Les écoles anglaises soulignent qu'on ne peut pas réparer les besoins spéciaux en cherchant les résultats aux examens
Les directeurs d'école anglais disent au gouvernement que réparer l'éducation spécialisée tout en étant obsédé par les résultats aux examens, c'est comme essayer de réparer un bateau qui fuit en polissant le pont.

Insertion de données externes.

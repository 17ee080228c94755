//! Headless battle runner implementation.
//!
//! The runner owns one battle and answers protocol requests against it. It
//! is generic over its input and output so tests can drive it from memory;
//! the binary wires it to stdin and stdout.

use std::io::{self, BufRead, Write};

use tactics_core::battle::{Battle, BattlePhase};
use tactics_core::command::Command;
use tactics_core::error::BattleError;
use tactics_core::replay::Replay;
use tactics_core::setup::BattleSetup;
use tactics_core::warrior::{TeamId, UnitId};
use thiserror::Error;
use tracing::{debug, info, warn};

use crate::protocol::{Request, Response, StateSnapshot};
use crate::scenario::{Scenario, ScenarioError};

/// Error type for runner operations.
#[derive(Error, Debug)]
pub enum RunnerError {
    /// Reading input or writing output failed.
    #[error("I/O error: {0}")]
    Io(#[from] io::Error),
    /// The scenario could not be loaded or compiled.
    #[error(transparent)]
    Scenario(#[from] ScenarioError),
    /// A line of a command file is not a valid request.
    #[error("Line {line}: {source}")]
    BadLine {
        line: usize,
        #[source]
        source: serde_json::Error,
    },
    /// A scenario script step was rejected by the battle.
    #[error("Script step {step} rejected: {source}")]
    Script {
        step: usize,
        #[source]
        source: BattleError,
    },
    /// The core refused an operation outside a command.
    #[error(transparent)]
    Battle(#[from] BattleError),
}

/// Headless runner configuration.
#[derive(Debug, Clone, Default)]
pub struct HeadlessConfig {
    /// Output a state snapshot after every accepted command.
    pub auto_state_output: bool,
}

/// What happened during a session.
#[derive(Debug, Clone, Copy, PartialEq, Eq, Default)]
pub struct SessionSummary {
    /// Requests read, parse failures included.
    pub requests: usize,
    /// Battle commands accepted.
    pub accepted: usize,
    /// Requests rejected or unparsable.
    pub rejected: usize,
    /// Whether the controller sent `quit`.
    pub quit: bool,
}

/// Headless runner for controller-driven battles.
#[derive(Debug)]
pub struct HeadlessRunner {
    config: HeadlessConfig,
    scenario_name: String,
    setup: BattleSetup,
    battle: Battle,
    game_over_sent: bool,
}

impl HeadlessRunner {
    /// Build the scenario's battle and apply its opening script.
    ///
    /// # Errors
    ///
    /// [`RunnerError::Script`] if a scripted command is rejected.
    pub fn new(scenario: &Scenario, config: HeadlessConfig) -> Result<Self, RunnerError> {
        let setup = scenario.to_setup()?;
        let mut battle = Battle::from_setup(&setup)?;
        for (step, (player, command)) in scenario.script().into_iter().enumerate() {
            battle
                .apply(player, command)
                .map_err(|source| RunnerError::Script { step, source })?;
        }
        info!(
            scenario = %scenario.name,
            scripted = scenario.script.len(),
            phase = ?battle.phase(),
            "Runner ready"
        );
        Ok(Self {
            config,
            scenario_name: scenario.name.clone(),
            setup,
            battle,
            game_over_sent: false,
        })
    }

    /// The battle being played.
    pub fn battle(&self) -> &Battle {
        &self.battle
    }

    /// Everything accepted so far, as a replay.
    pub fn replay(&self) -> Replay {
        Replay::record(self.scenario_name.clone(), self.setup.clone(), &self.battle)
    }

    /// Answer one request.
    pub fn handle(&mut self, request: Request) -> Vec<Response> {
        let name = request.name();
        debug!(cmd = name, "Request");
        match request {
            Request::Query => vec![Response::State(StateSnapshot::capture(&self.battle))],
            Request::Hash => vec![Response::StateHash {
                commands: self.battle.command_log().len(),
                hash: self.battle.state_hash(),
            }],
            Request::Path { unit, to } => match self.battle.find_path_for(UnitId(unit), to) {
                Ok(path) => vec![Response::Path { unit, path }],
                Err(err) => vec![Response::error(err.to_string(), Some(name))],
            },
            Request::Quit => vec![Response::Bye],
            battle_request => match battle_request.into_command() {
                Some((player, command)) => self.apply(name, player, command),
                None => vec![Response::error("not a battle command", Some(name))],
            },
        }
    }

    fn apply(&mut self, name: &str, player: TeamId, command: Command) -> Vec<Response> {
        let events = match self.battle.apply(player, command) {
            Ok(events) => events,
            Err(err) => return vec![Response::error(err.to_string(), Some(name))],
        };

        let seq = self.battle.command_log().len() as u64 - 1;
        let mut responses = vec![Response::Events { seq, events }];
        if self.config.auto_state_output {
            responses.push(Response::State(StateSnapshot::capture(&self.battle)));
        }
        if self.battle.phase() == BattlePhase::Ended && !self.game_over_sent {
            self.game_over_sent = true;
            info!(winner = self.battle.winner(), turn = self.battle.turn(), "Game over");
            responses.push(Response::GameOver {
                winner: self.battle.winner(),
                turn: self.battle.turn(),
            });
        }
        responses
    }

    /// Run the session: write `ready`, then answer each input line until
    /// `quit` or end of input.
    pub fn run<R: BufRead, W: Write>(
        &mut self,
        input: R,
        mut output: W,
    ) -> Result<SessionSummary, RunnerError> {
        let mut summary = SessionSummary::default();
        write_response(&mut output, &Response::ready(&self.battle))?;

        for line in input.lines() {
            let line = line?;
            let line = line.trim();
            if line.is_empty() {
                continue;
            }
            summary.requests += 1;

            let request = match Request::from_json(line) {
                Ok(request) => request,
                Err(e) => {
                    warn!(error = %e, "Unparsable request");
                    summary.rejected += 1;
                    write_response(&mut output, &Response::error(format!("Parse error: {e}"), None))?;
                    continue;
                }
            };
            let quit = matches!(request, Request::Quit);

            for response in self.handle(request) {
                match response {
                    Response::Events { .. } => summary.accepted += 1,
                    Response::Error { .. } => summary.rejected += 1,
                    _ => {}
                }
                write_response(&mut output, &response)?;
            }
            output.flush()?;

            if quit {
                summary.quit = true;
                break;
            }
        }

        info!(
            requests = summary.requests,
            accepted = summary.accepted,
            rejected = summary.rejected,
            "Session finished"
        );
        Ok(summary)
    }
}

fn write_response<W: Write>(output: &mut W, response: &Response) -> io::Result<()> {
    output.write_all(response.to_json_line().as_bytes())
}

/// Read a JSON-lines command file into player-attributed commands.
///
/// Session requests (query, path, hash, quit) are skipped.
pub fn load_command_script<R: BufRead>(input: R) -> Result<Vec<(TeamId, Command)>, RunnerError> {
    let mut script = Vec::new();
    for (index, line) in input.lines().enumerate() {
        let line = line?;
        let line = line.trim();
        if line.is_empty() {
            continue;
        }
        let request = Request::from_json(line).map_err(|source| RunnerError::BadLine {
            line: index + 1,
            source,
        })?;
        if let Some(issued) = request.into_command() {
            script.push(issued);
        }
    }
    Ok(script)
}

Les directeurs d'école en Angleterre ont un message pour le gouvernement : on ne peut pas réparer l'offre d'éducation spécialisée tout en menant une politique de « réussite scolaire à tout prix » qui récompense les usines à examens et punit les écoles inclusives. L'Association of School and College Leaders (ASCL) a livré cette douce réalité en réponse à une consultation gouvernementale, notant une « incohérence critique » entre l'accent précoce du livre blanc sur l'inclusion et sa section ultérieure « ambition », qui a apparemment oublié les besoins spéciaux au profit de la course aux notes.
Margaret Mulholland, spécialiste des besoins spéciaux et de l'inclusion à l'ASCL, a averti que les réformes risquent de placer les écoles « dans une position impossible » à moins d'être soutenues par un personnel, un financement et une formation adéquats – ce genre de broutilles qui comptent quand on demande aux enseignants de faire plus avec moins. Le syndicat a également levé un sourcil face aux « bases d'inclusion » proposées pour les écoles ordinaires, avertissant qu'elles ne devraient pas devenir des « enclos, des unités autonomes ou une exclusion sous un autre nom » pour les enfants exclus pour raisons comportementales.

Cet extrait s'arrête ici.